_EXERCISE DESCRIPTION_
Scan the entries below. Report each line where the string "Serialize" occurs.

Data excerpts
* * *

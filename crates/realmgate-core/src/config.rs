//! Per-realm configuration.
//!
//! Every engine is constructed from one of these sections; nothing reads
//! configuration globally. Defaults mirror what the platform ships with when a
//! realm omits a section.

use chrono::Duration;
use serde::{Deserialize, Serialize};
use std::collections::HashMap;

use crate::error::{Error, Result};

/// Token type carried in the `type` claim and used to key persistence policy
#[derive(Debug, Clone, Copy, PartialEq, Eq, Hash, Serialize, Deserialize)]
#[serde(rename_all = "lowercase")]
pub enum TokenType {
    Access,
    Refresh,
}

impl TokenType {
    pub fn as_str(&self) -> &'static str {
        match self {
            Self::Access => "access",
            Self::Refresh => "refresh",
        }
    }
}

/// How hook failures affect the surrounding operation
#[derive(Debug, Clone, Copy, PartialEq, Eq, Default, Serialize, Deserialize)]
#[serde(rename_all = "SCREAMING_SNAKE_CASE")]
pub enum HookFailureStrategy {
    /// Abort the operation and surface the first error
    FailFast,
    /// Log and continue; report a composite failure list at the end
    #[default]
    Continue,
}

/// Token validity per type
#[derive(Debug, Clone)]
pub struct TokenValidity {
    pub access: Duration,
    pub refresh: Duration,
}

impl Default for TokenValidity {
    fn default() -> Self {
        Self {
            access: Duration::hours(2),
            refresh: Duration::days(90),
        }
    }
}

impl TokenValidity {
    pub fn for_type(&self, token_type: TokenType) -> Duration {
        match token_type {
            TokenType::Access => self.access,
            TokenType::Refresh => self.refresh,
        }
    }
}

/// Refresh-token rotation policy
#[derive(Debug, Clone)]
pub struct TokenRotation {
    /// When false, refresh mints a new pair without revoking the old one
    pub enabled: bool,
    /// Window after first use during which re-presentation is an idempotent retry
    pub grace_period: Duration,
    /// Revoke the whole family when a consumed token is replayed past the grace period
    pub revoke_family_on_replay: bool,
}

impl Default for TokenRotation {
    fn default() -> Self {
        Self {
            enabled: true,
            grace_period: Duration::seconds(30),
            revoke_family_on_replay: true,
        }
    }
}

/// Token engine configuration
#[derive(Debug, Clone)]
pub struct TokenConfig {
    /// Signing secrets; the last entry signs, all entries verify (key id =
    /// index). Rotate by appending so earlier indices stay stable.
    pub secrets: Vec<String>,
    pub issuer: String,
    pub audience: String,
    pub validity: TokenValidity,
    /// Which token types get their hash persisted
    pub persistence: HashMap<TokenType, bool>,
    pub rotation: TokenRotation,
}

impl Default for TokenConfig {
    fn default() -> Self {
        let mut persistence = HashMap::new();
        persistence.insert(TokenType::Refresh, true);
        Self {
            secrets: vec!["change-me-in-production".to_string()],
            issuer: "realmgate".to_string(),
            audience: "realmgate".to_string(),
            validity: TokenValidity::default(),
            persistence,
            rotation: TokenRotation::default(),
        }
    }
}

impl TokenConfig {
    pub fn persist(&self, token_type: TokenType) -> bool {
        self.persistence.get(&token_type).copied().unwrap_or(false)
    }

    pub fn validate(&self) -> Result<()> {
        if self.secrets.is_empty() {
            return Err(Error::configuration("token secrets must not be empty"));
        }
        Ok(())
    }
}

/// Account lockout policy
#[derive(Debug, Clone)]
pub struct LockoutPolicy {
    pub max_failed_attempts: u32,
    pub attempt_window: Duration,
    pub lockout_duration: Duration,
    pub enabled: bool,
}

impl Default for LockoutPolicy {
    fn default() -> Self {
        Self::moderate()
    }
}

impl LockoutPolicy {
    pub fn strict() -> Self {
        Self {
            max_failed_attempts: 3,
            attempt_window: Duration::minutes(15),
            lockout_duration: Duration::hours(1),
            enabled: true,
        }
    }

    pub fn moderate() -> Self {
        Self {
            max_failed_attempts: 5,
            attempt_window: Duration::minutes(15),
            lockout_duration: Duration::minutes(30),
            enabled: true,
        }
    }

    pub fn lenient() -> Self {
        Self {
            max_failed_attempts: 10,
            attempt_window: Duration::minutes(30),
            lockout_duration: Duration::minutes(15),
            enabled: true,
        }
    }

    pub fn disabled() -> Self {
        Self {
            max_failed_attempts: u32::MAX,
            attempt_window: Duration::minutes(15),
            lockout_duration: Duration::zero(),
            enabled: false,
        }
    }

    /// IP-scoped threshold is a fixed multiple of the identifier threshold
    pub fn ip_threshold(&self) -> u32 {
        self.max_failed_attempts.saturating_mul(4)
    }
}

/// Password hashing parameters (Argon2id)
#[derive(Debug, Clone)]
pub struct PasswordHashingConfig {
    pub memory_kib: u32,
    pub iterations: u32,
    pub parallelism: u32,
}

impl Default for PasswordHashingConfig {
    fn default() -> Self {
        Self {
            memory_kib: 19 * 1024,
            iterations: 2,
            parallelism: 1,
        }
    }
}

/// Anomaly detection toggles for session creation
#[derive(Debug, Clone)]
pub struct AnomalyDetectionConfig {
    pub detect_new_device: bool,
    pub detect_new_location: bool,
    /// Minimum great-circle distance (km) from every prior session before a
    /// location counts as new
    pub location_radius_km: f64,
}

impl Default for AnomalyDetectionConfig {
    fn default() -> Self {
        Self {
            detect_new_device: true,
            detect_new_location: true,
            location_radius_km: 100.0,
        }
    }
}

/// Session engine configuration
#[derive(Debug, Clone)]
pub struct SessionConfig {
    pub max_concurrent_sessions: usize,
    pub session_expiration: Duration,
    pub session_history_retention: Duration,
    pub cleanup_interval: Duration,
    pub anomaly_detection: AnomalyDetectionConfig,
    /// Whether session rows carry geolocation from the realm's lookup
    pub geo_location_enabled: bool,
}

impl Default for SessionConfig {
    fn default() -> Self {
        Self {
            max_concurrent_sessions: 5,
            session_expiration: Duration::hours(24),
            session_history_retention: Duration::days(90),
            cleanup_interval: Duration::minutes(5),
            anomaly_detection: AnomalyDetectionConfig::default(),
            geo_location_enabled: true,
        }
    }
}

/// MFA engine configuration
#[derive(Debug, Clone)]
pub struct MfaConfig {
    /// Gate token issuance on a verified MFA factor
    pub require_mfa: bool,
    /// AES-256-GCM key for stored TOTP secrets
    pub encryption_key: Vec<u8>,
    /// One-time challenge code length (digits)
    pub code_length: usize,
    /// One-time challenge lifetime
    pub challenge_ttl: Duration,
    /// Verification attempts per (user, method) per window
    pub verify_limit: u32,
    pub verify_window: Duration,
    /// Challenge sends per (user, method) per window, plus per-send cooldown
    pub send_limit: u32,
    pub send_window: Duration,
    pub send_cooldown: Duration,
    /// Default trusted-device lifetime in days (None = no expiry)
    pub trusted_device_days: Option<i64>,
    /// Backup codes generated per batch
    pub backup_code_count: usize,
}

impl Default for MfaConfig {
    fn default() -> Self {
        Self {
            require_mfa: false,
            encryption_key: vec![0u8; 32],
            code_length: 6,
            challenge_ttl: Duration::minutes(5),
            verify_limit: 5,
            verify_window: Duration::minutes(15),
            send_limit: 5,
            send_window: Duration::minutes(15),
            send_cooldown: Duration::seconds(60),
            trusted_device_days: Some(30),
            backup_code_count: 10,
        }
    }
}

impl MfaConfig {
    pub fn validate(&self) -> Result<()> {
        if self.encryption_key.len() != 32 {
            return Err(Error::configuration(
                "mfa encryption key must be 32 bytes (AES-256-GCM)",
            ));
        }
        Ok(())
    }
}

/// Audit pipeline configuration
#[derive(Debug, Clone)]
pub struct AuditConfig {
    pub enabled: bool,
    pub queue_capacity: usize,
    pub batch_size: usize,
    pub flush_interval: Duration,
    pub retention_period: Duration,
}

impl Default for AuditConfig {
    fn default() -> Self {
        Self {
            enabled: true,
            queue_capacity: 4096,
            batch_size: 100,
            flush_interval: Duration::seconds(5),
            retention_period: Duration::days(365),
        }
    }
}

/// Full per-realm configuration
#[derive(Debug, Clone)]
pub struct RealmConfig {
    pub token: TokenConfig,
    pub account_lockout: LockoutPolicy,
    pub password_hashing: PasswordHashingConfig,
    pub session: SessionConfig,
    pub mfa: MfaConfig,
    pub audit: AuditConfig,
    pub hook_failure_strategy: HookFailureStrategy,
    /// Display time zone; storage is always UTC
    pub time_zone: chrono_tz::Tz,
}

impl Default for RealmConfig {
    fn default() -> Self {
        Self {
            token: TokenConfig::default(),
            account_lockout: LockoutPolicy::default(),
            password_hashing: PasswordHashingConfig::default(),
            session: SessionConfig::default(),
            mfa: MfaConfig::default(),
            audit: AuditConfig::default(),
            hook_failure_strategy: HookFailureStrategy::default(),
            time_zone: chrono_tz::Tz::UTC,
        }
    }
}

impl RealmConfig {
    pub fn validate(&self) -> Result<()> {
        self.token.validate()?;
        self.mfa.validate()?;
        if self.session.max_concurrent_sessions == 0 {
            return Err(Error::configuration(
                "max_concurrent_sessions must be positive",
            ));
        }
        Ok(())
    }
}

#[cfg(test)]
mod tests {
    use super::*;

    #[test]
    fn test_default_validity() {
        let v = TokenValidity::default();
        assert_eq!(v.for_type(TokenType::Access), Duration::hours(2));
        assert_eq!(v.for_type(TokenType::Refresh), Duration::days(90));
    }

    #[test]
    fn test_default_persistence_refresh_only() {
        let config = TokenConfig::default();
        assert!(config.persist(TokenType::Refresh));
        assert!(!config.persist(TokenType::Access));
    }

    #[test]
    fn test_lockout_presets() {
        let strict = LockoutPolicy::strict();
        assert_eq!(strict.max_failed_attempts, 3);
        assert_eq!(strict.lockout_duration, Duration::hours(1));
        assert_eq!(strict.ip_threshold(), 12);

        assert!(!LockoutPolicy::disabled().enabled);
    }

    #[test]
    fn test_validation_rejects_empty_secrets() {
        let config = TokenConfig {
            secrets: vec![],
            ..Default::default()
        };
        assert!(config.validate().is_err());
    }

    #[test]
    fn test_validation_rejects_short_mfa_key() {
        let config = MfaConfig {
            encryption_key: vec![0u8; 16],
            ..Default::default()
        };
        assert!(config.validate().is_err());
    }
}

* * *

_RESULT BELOW_
use serde::{Deserialize, Serialize};
#[derive(Debug, Clone, Copy, PartialEq, Eq, Hash, Serialize, Deserialize)]
#[derive(Debug, Clone, Copy, PartialEq, Eq, Default, Serialize, Deserialize)]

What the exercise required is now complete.